# ABOUT THIS TASK:
Return the records in full, with every character preserved.

►

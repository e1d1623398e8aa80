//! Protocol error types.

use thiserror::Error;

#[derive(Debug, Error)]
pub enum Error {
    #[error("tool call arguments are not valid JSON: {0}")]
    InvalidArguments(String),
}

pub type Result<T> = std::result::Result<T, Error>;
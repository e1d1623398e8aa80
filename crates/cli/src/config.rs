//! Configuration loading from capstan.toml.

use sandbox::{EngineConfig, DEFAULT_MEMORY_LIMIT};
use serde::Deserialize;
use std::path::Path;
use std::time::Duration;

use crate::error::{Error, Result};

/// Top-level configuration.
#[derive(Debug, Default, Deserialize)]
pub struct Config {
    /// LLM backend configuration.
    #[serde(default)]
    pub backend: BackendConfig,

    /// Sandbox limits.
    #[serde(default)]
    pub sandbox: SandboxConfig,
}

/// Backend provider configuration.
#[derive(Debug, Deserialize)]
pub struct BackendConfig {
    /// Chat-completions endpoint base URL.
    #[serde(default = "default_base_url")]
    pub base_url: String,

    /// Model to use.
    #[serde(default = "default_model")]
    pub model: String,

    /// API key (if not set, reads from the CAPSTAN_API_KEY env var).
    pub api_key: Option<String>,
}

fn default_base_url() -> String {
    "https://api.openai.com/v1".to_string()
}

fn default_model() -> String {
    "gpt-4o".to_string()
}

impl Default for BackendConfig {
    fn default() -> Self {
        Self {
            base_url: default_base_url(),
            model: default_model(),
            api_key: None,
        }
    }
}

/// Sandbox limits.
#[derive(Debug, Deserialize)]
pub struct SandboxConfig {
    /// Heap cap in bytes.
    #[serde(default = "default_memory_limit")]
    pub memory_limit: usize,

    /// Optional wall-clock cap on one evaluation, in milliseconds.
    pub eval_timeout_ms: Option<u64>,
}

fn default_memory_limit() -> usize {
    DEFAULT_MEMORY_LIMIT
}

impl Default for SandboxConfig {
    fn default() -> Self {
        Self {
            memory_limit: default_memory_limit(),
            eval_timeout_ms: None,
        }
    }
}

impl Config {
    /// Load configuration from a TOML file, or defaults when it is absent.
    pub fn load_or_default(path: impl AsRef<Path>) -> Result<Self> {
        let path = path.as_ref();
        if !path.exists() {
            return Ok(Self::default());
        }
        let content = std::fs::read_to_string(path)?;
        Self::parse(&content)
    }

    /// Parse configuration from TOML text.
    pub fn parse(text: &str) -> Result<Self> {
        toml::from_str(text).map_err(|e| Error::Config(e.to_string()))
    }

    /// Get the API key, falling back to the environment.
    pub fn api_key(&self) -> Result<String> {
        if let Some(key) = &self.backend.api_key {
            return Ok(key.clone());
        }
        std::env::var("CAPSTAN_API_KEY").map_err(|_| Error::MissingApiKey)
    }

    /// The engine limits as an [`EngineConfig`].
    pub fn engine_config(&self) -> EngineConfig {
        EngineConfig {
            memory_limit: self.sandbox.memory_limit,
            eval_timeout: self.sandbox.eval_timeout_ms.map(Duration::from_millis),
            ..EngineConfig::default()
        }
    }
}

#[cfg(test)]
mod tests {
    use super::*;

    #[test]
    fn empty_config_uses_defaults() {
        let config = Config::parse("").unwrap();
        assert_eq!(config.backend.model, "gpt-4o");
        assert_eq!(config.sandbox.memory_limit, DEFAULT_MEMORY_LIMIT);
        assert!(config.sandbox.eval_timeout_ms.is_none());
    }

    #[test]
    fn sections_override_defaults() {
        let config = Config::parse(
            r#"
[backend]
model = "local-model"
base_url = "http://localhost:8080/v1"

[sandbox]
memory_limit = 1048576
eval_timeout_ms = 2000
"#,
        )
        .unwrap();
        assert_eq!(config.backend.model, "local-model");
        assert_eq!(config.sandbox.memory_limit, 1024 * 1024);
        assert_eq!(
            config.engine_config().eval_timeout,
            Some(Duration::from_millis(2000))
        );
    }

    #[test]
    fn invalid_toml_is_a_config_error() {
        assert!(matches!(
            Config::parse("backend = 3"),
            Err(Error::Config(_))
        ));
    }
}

◄

# EXERCISE SOLUTION:
repository e1d1623398e8aa80
//! Protocol error types.

use thiserror::Error;

#[derive(Debug, Error)]
pub enum Error {
    #[error("tool call arguments are not valid JSON: {0}")]
    InvalidArguments(String),
}

pub type Result<T> = std::result::Result<T, Error>;
repository e1d1623398e8aa80
filename crates/cli/src/config.rs
//! Configuration loading from capstan.toml.

use sandbox::{EngineConfig, DEFAULT_MEMORY_LIMIT};
use serde::Deserialize;
use std::path::Path;
use std::time::Duration;

use crate::error::{Error, Result};

/// Top-level configuration.
#[derive(Debug, Default, Deserialize)]
pub struct Config {
    /// LLM backend configuration.
    #[serde(default)]
    pub backend: BackendConfig,

    /// Sandbox limits.
    #[serde(default)]
    pub sandbox: SandboxConfig,
}

/// Backend provider configuration.
#[derive(Debug, Deserialize)]
pub struct BackendConfig {
    /// Chat-completions endpoint base URL.
    #[serde(default = "default_base_url")]
    pub base_url: String,

    /// Model to use.
    #[serde(default = "default_model")]
    pub model: String,

    /// API key (if not set, reads from the CAPSTAN_API_KEY env var).
    pub api_key: Option<String>,
}

fn default_base_url() -> String {
    "https://api.openai.com/v1".to_string()
}

fn default_model() -> String {
    "gpt-4o".to_string()
}

impl Default for BackendConfig {
    fn default() -> Self {
        Self {
            base_url: default_base_url(),
            model: default_model(),
            api_key: None,
        }
    }
}

/// Sandbox limits.
#[derive(Debug, Deserialize)]
pub struct SandboxConfig {
    /// Heap cap in bytes.
    #[serde(default = "default_memory_limit")]
    pub memory_limit: usize,

    /// Optional wall-clock cap on one evaluation, in milliseconds.
    pub eval_timeout_ms: Option<u64>,
}

fn default_memory_limit() -> usize {
    DEFAULT_MEMORY_LIMIT
}

impl Default for SandboxConfig {
    fn default() -> Self {
        Self {
            memory_limit: default_memory_limit(),
            eval_timeout_ms: None,
        }
    }
}

impl Config {
    /// Load configuration from a TOML file, or defaults when it is absent.
    pub fn load_or_default(path: impl AsRef<Path>) -> Result<Self> {
        let path = path.as_ref();
        if !path.exists() {
            return Ok(Self::default());
        }
        let content = std::fs::read_to_string(path)?;
        Self::parse(&content)
    }

    /// Parse configuration from TOML text.
    pub fn parse(text: &str) -> Result<Self> {
        toml::from_str(text).map_err(|e| Error::Config(e.to_string()))
    }

    /// Get the API key, falling back to the environment.
    pub fn api_key(&self) -> Result<String> {
        if let Some(key) = &self.backend.api_key {
            return Ok(key.clone());
        }
        std::env::var("CAPSTAN_API_KEY").map_err(|_| Error::MissingApiKey)
    }

    /// The engine limits as an [`EngineConfig`].
    pub fn engine_config(&self) -> EngineConfig {
        EngineConfig {
            memory_limit: self.sandbox.memory_limit,
            eval_timeout: self.sandbox.eval_timeout_ms.map(Duration::from_millis),
            ..EngineConfig::default()
        }
    }
}

#[cfg(test)]
mod tests {
    use super::*;

    #[test]
    fn empty_config_uses_defaults() {
        let config = Config::parse("").unwrap();
        assert_eq!(config.backend.model, "gpt-4o");
        assert_eq!(config.sandbox.memory_limit, DEFAULT_MEMORY_LIMIT);
        assert!(config.sandbox.eval_timeout_ms.is_none());
    }

    #[test]
    fn sections_override_defaults() {
        let config = Config::parse(
            r#"
[backend]
model = "local-model"
base_url = "http://localhost:8080/v1"

[sandbox]
memory_limit = 1048576
eval_timeout_ms = 2000
"#,
        )
        .unwrap();
        assert_eq!(config.backend.model, "local-model");
        assert_eq!(config.sandbox.memory_limit, 1024 * 1024);
        assert_eq!(
            config.engine_config().eval_timeout,
            Some(Duration::from_millis(2000))
        );
    }

    #[test]
    fn invalid_toml_is_a_config_error() {
        assert!(matches!(
            Config::parse("backend = 3"),
            Err(Error::Config(_))
        ));
    }
}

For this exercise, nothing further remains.